Medicated or Natural Cycle FET; There are two possible options for performing a frozen embryo transfer (FET): Natural-Cycle FET (NC-FET) and medicated FET. A natural cycle FET is ideal for woman with regular ovulation and monthly menstrual cycles. In a medicated FET, Oestrogen and Progesterone are administered to mimic the body’s cycle and help the endometrium thicken and become receptive.
Morphology; A measure of the size and shape of sperm.
Motility; A measure of the movement and swimming of sperm.
Natural Cycle; An IVF treatment where no drugs are used to induce egg production.
OHSS; Ovarian Hyper Stimulation Syndrome - a medical condition that can occur in some women who take fertility medication to stimulate egg growth.
Oligoasthenoteratozoospermia (OAT); A condition that includes a low number of sperm, poor sperm movement and abnormal sperm shape. OAT is the most common cause of male sub fertility and is generally only suitable for ICSI treatment if repeated tests show no improvement.
Ovitrelle; A copy of the natural hormone ‘human chorionic gonadotropin’ or hCG, also known as the 'pregnancy' hormone. Because of its similarity to luteinising hormone (LH), Ovitrelle is also used to trigger ovulation. It is used in women who have received treatment to stimulate their ovaries, to trigger ovulation (the release of eggs by the ovaries) and the development of a special structure on the ovary that helps pregnancy.

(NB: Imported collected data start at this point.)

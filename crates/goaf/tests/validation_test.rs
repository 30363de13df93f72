//! Integration tests for source, document, and reconciliation checks.

use std::fs;
use std::path::{Path, PathBuf};

use serde_json::Value;
use tempfile::TempDir;

use goaf::validation::TableStatus;
use goaf::{Converter, SubjectDataset, TableRegistry, Validator};

/// Write every table except the ones listed, each with `rows` rows.
fn write_subject(dir: &Path, subject: &str, rows: usize, skip: &[&str]) {
    for table in TableRegistry::standard().tables() {
        if skip.contains(&table.table_id.as_str()) {
            continue;
        }
        let mut text = table
            .expected_fields
            .iter()
            .map(String::as_str)
            .collect::<Vec<_>>()
            .join(",");
        text.push('\n');
        for i in 0..rows {
            let row: Vec<String> = table
                .expected_fields
                .iter()
                .map(|f| match f.as_str() {
                    "mine_id" => "SB001".to_string(),
                    "remark" => String::new(),
                    _ => format!("{}", i + 1),
                })
                .collect();
            text.push_str(&row.join(","));
            text.push('\n');
        }
        fs::write(dir.join(table.file_name(subject, "csv")), text).unwrap();
    }
}

/// Convert a subject in `dir` and write its document there.
fn convert(dir: &Path, subject: &str) -> PathBuf {
    let converter = Converter::new();
    let assembly = converter.convert_dir(dir, subject);
    converter.write_document(&assembly, dir).unwrap()
}

/// Edit a written document in place.
fn edit_document(path: &Path, edit: impl FnOnce(&mut Value)) {
    let mut document: Value = serde_json::from_str(&fs::read_to_string(path).unwrap()).unwrap();
    edit(&mut document);
    fs::write(path, serde_json::to_string_pretty(&document).unwrap()).unwrap();
}

// =============================================================================
// Round Trip
// =============================================================================

#[test]
fn test_fresh_conversion_verifies() {
    let dir = TempDir::new().unwrap();
    write_subject(dir.path(), "盛博煤矿", 3, &["T02"]);
    let document = convert(dir.path(), "盛博煤矿");

    let converter = Converter::new();
    let sources = converter.sources(dir.path(), "盛博煤矿");
    let verification = Validator::standard()
        .verify("盛博煤矿", &document, &sources)
        .unwrap();

    assert!(verification.passed(), "{}", verification.render_text());
    assert_eq!(verification.source.total_records, 27);
    assert_eq!(verification.source.warnings.len(), 1);

    let comparison = verification.comparison.as_ref().unwrap();
    assert!(comparison.is_ok());
    assert_eq!(comparison.per_table["采空区积水信息"].status, TableStatus::Absent);
    assert_eq!(comparison.per_table["地裂缝信息"].document_records, Some(3));
    assert!(verification.render_text().contains("Verification passed"));
}

// =============================================================================
// Count Mismatches
// =============================================================================

#[test]
fn test_wrong_declared_count() {
    let dir = TempDir::new().unwrap();
    write_subject(dir.path(), "盛博煤矿", 2, &[]);
    let document = convert(dir.path(), "盛博煤矿");
    edit_document(&document, |doc| {
        doc["statistics"]["crack_info"] = Value::from(5);
    });

    let validator = Validator::standard();
    let (dataset, report) = validator.validate_document_file(&document).unwrap();
    assert_eq!(report.errors.len(), 1);
    assert!(report.errors[0].contains("地裂缝信息"));
    assert!(report.errors[0].contains("declares 5"));

    let consistency = validator.consistency(&dataset);
    assert_eq!(consistency.errors.len(), 1);
    assert_eq!(consistency.per_table["地裂缝信息"].status, TableStatus::Mismatch);

    let sources = Converter::new().sources(dir.path(), "盛博煤矿");
    let verification = validator.verify("盛博煤矿", &document, &sources).unwrap();
    assert!(!verification.passed());
}

#[test]
fn test_source_changed_after_conversion() {
    let dir = TempDir::new().unwrap();
    write_subject(dir.path(), "盛博煤矿", 2, &[]);
    let document = convert(dir.path(), "盛博煤矿");

    // One more seal wall surveyed since the document was produced.
    write_subject(dir.path(), "盛博煤矿", 3, &[
        "T01", "T02", "T03", "T04", "T05", "T06", "T07", "T08", "T10",
    ]);

    let validator = Validator::standard();
    let dataset = SubjectDataset::load(&document).unwrap();
    let sources = Converter::new().sources(dir.path(), "盛博煤矿");
    let comparison = validator.compare("盛博煤矿", &dataset, &sources);

    assert_eq!(comparison.errors, vec!["密闭墙信息: source has 3 record(s), document has 2"]);
    assert_eq!(comparison.per_table["密闭墙信息"].records, 3);
}

#[test]
fn test_table_dropped_from_document() {
    let dir = TempDir::new().unwrap();
    write_subject(dir.path(), "盛博煤矿", 1, &[]);
    let document = convert(dir.path(), "盛博煤矿");
    edit_document(&document, |doc| {
        if let Some(data) = doc["data"].as_object_mut() {
            data.remove("fire_info");
        }
        if let Some(statistics) = doc["statistics"].as_object_mut() {
            statistics.remove("fire_info");
        }
    });

    let validator = Validator::standard();
    let sources = Converter::new().sources(dir.path(), "盛博煤矿");
    let verification = validator.verify("盛博煤矿", &document, &sources).unwrap();

    assert!(verification.document.is_ok());
    assert!(verification.document.warnings[0].contains("自燃发火信息"));
    let comparison = verification.comparison.unwrap();
    assert_eq!(comparison.errors.len(), 1);
    assert!(comparison.errors[0].contains("source has 1 record(s), document has 0"));
}

// =============================================================================
// Field and Structure Checks
// =============================================================================

#[test]
fn test_renamed_field_warns_only() {
    let dir = TempDir::new().unwrap();
    write_subject(dir.path(), "盛博煤矿", 1, &["T02"]);
    fs::write(
        dir.path().join("盛博煤矿-采空区积水信息.csv"),
        "mine_id,goaf_id,water_area_m2\nSB001,G1,12\n",
    )
    .unwrap();

    let sources = Converter::new().sources(dir.path(), "盛博煤矿");
    let report = Validator::standard().validate_sources("盛博煤矿", &sources);

    assert!(report.is_ok());
    assert_eq!(report.found, 10);
    assert_eq!(report.per_table["采空区积水信息"].fields, Some(3));
    assert!(report.warnings.iter().any(|w| w.contains("water_area_m2")));
}

#[test]
fn test_missing_section_is_structural() {
    let dir = TempDir::new().unwrap();
    write_subject(dir.path(), "盛博煤矿", 1, &[]);
    let document = convert(dir.path(), "盛博煤矿");
    edit_document(&document, |doc| {
        if let Some(root) = doc.as_object_mut() {
            root.remove("data");
        }
    });

    let sources = Converter::new().sources(dir.path(), "盛博煤矿");
    let verification = Validator::standard()
        .verify("盛博煤矿", &document, &sources)
        .unwrap();

    assert!(!verification.passed());
    assert!(verification.comparison.is_none());
    assert!(verification.source.is_ok());
    assert!(verification.document.errors[0].contains("data"));
}

#[test]
fn test_custom_schema_file() {
    let dir = TempDir::new().unwrap();
    let path = dir.path().join("schema.json");
    fs::write(&path, goaf::schema::EMBEDDED_SCHEMA.replace("\"1.0.0\"", "\"1.1.0\"")).unwrap();

    let validator = Validator::from_schema_path(&path).unwrap();
    assert_eq!(validator.registry().schema_version(), "1.1.0");

    write_subject(dir.path(), "盛博煤矿", 1, &[]);
    let document = convert(dir.path(), "盛博煤矿");
    let (_, report) = validator.validate_document_file(&document).unwrap();
    assert!(report.is_ok());
    assert!(report.warnings[0].contains("1.1.0"));
}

PICSI; A method of sperm selection which is in addition to ICSI. PICSI helps embryologists in sperm selection.
Progesterone; Used to support early pregnancy in women having IVF. It is usual for this to be administered via a pessary. Progesterone acts on the womb lining and causes it to thicken in preparation for a fertilised egg to implant. As a side note, it is normal to have constipation while on this treatment. A common type of progesterone used in IVF treatment is Utrogestan.
PUPO; Pregnant Until Proven Otherwise. A common fertility slang term used on fertility forums once a woman has undergone a successful embryo transfer. However, pregnancy is not actually achieved until implantation has successfully occurred and this can only be measured up to 14 days after transfer depending on the stage of the embryo at transfer, via a urine or blood test.
Transvaginal Ultrasound; An internal ultrasound examination via the vagina to observe the female reproductive organs including the uterus (womb), fallopian tubes, ovaries, cervix and vagina. This is a common fertility related procedure.
TSH; Thyroid Stimulating Hormone. A TSH test is a blood test that measures this hormone and most clinics require this to be read and results supplied to them before treatment can commence given that there is evidence that thyroid hormones play a big part in fertility and pregnancy. If the thyroid is over or under active, this can affect ovulation regulation and reduce fertility.
Zygote; The union of the sperm cell and the egg cell. Also known as a fertilised ovum (egg).